Check the listing below for lines with the word "IngestStats" and say how many there are, with nothing but the number.
-- DATA SUPPLIED follows --
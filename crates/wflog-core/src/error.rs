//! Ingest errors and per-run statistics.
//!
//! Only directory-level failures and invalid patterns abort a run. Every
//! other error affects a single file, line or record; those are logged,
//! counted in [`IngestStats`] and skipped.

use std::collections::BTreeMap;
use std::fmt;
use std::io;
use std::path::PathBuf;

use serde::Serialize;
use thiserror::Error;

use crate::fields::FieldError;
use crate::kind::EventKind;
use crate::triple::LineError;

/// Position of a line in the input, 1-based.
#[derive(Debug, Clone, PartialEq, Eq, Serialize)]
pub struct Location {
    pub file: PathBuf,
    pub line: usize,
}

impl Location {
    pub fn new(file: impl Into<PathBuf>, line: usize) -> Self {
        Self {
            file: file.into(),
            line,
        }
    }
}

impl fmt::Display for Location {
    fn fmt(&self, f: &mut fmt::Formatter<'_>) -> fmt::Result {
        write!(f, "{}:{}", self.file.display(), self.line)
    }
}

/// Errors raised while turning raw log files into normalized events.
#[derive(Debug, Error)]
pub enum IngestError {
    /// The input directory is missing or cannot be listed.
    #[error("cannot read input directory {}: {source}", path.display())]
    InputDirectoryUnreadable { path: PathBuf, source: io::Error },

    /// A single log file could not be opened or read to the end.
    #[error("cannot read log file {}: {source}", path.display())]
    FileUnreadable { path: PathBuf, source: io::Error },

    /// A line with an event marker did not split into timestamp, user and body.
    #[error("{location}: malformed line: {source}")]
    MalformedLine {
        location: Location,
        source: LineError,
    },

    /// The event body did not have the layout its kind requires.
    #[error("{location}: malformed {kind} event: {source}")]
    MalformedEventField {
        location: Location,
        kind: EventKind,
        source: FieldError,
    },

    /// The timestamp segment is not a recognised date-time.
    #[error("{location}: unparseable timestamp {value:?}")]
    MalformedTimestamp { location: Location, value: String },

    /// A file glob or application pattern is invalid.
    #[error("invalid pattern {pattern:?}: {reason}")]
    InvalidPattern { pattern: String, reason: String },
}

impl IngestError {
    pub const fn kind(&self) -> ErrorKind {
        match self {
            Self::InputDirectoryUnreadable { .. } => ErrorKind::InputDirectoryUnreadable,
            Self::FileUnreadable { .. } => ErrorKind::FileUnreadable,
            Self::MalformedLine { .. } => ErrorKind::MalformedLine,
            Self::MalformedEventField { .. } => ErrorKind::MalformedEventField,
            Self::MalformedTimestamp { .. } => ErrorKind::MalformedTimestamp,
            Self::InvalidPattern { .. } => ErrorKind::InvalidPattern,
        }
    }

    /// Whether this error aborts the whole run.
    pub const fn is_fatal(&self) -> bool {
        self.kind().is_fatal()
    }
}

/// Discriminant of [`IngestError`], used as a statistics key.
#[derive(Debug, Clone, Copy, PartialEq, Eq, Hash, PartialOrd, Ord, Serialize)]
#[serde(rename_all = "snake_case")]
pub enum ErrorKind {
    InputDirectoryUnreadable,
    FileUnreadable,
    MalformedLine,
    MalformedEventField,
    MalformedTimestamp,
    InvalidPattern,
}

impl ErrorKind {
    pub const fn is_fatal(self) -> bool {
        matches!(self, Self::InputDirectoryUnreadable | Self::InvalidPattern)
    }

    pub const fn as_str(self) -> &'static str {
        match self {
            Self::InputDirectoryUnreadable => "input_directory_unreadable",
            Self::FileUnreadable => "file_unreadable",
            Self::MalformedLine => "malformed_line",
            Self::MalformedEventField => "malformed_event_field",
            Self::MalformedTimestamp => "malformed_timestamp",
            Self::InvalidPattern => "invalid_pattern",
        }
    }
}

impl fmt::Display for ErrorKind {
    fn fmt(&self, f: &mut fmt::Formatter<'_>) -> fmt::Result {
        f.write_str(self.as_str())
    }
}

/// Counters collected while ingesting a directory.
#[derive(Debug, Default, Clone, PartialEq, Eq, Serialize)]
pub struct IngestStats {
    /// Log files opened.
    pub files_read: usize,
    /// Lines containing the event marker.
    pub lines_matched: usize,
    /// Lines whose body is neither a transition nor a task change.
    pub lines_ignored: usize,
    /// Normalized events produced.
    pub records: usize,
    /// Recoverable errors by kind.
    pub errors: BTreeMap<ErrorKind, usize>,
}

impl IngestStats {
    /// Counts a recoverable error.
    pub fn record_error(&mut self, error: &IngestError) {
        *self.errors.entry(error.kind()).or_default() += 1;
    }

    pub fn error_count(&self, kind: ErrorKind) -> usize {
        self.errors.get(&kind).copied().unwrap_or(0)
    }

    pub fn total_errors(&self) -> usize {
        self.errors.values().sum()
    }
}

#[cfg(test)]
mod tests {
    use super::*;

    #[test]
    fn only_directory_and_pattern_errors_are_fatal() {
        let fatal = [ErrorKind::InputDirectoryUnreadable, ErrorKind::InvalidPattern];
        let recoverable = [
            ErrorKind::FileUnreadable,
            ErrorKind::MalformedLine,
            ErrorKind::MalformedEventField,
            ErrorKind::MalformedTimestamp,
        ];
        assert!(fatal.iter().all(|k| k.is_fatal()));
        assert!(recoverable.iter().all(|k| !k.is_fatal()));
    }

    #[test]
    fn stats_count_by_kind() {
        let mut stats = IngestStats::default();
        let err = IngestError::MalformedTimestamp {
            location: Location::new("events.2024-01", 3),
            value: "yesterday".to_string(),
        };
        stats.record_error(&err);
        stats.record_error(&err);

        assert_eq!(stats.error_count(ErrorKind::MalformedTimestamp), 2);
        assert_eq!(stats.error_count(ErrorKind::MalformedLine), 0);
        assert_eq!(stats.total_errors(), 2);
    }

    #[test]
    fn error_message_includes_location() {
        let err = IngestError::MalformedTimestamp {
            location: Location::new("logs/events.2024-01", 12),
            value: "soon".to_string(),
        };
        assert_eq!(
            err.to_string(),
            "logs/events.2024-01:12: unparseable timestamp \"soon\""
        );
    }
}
-- DATA SUPPLIED concluded --
--- RESULT OF THE EXERCISE ---
4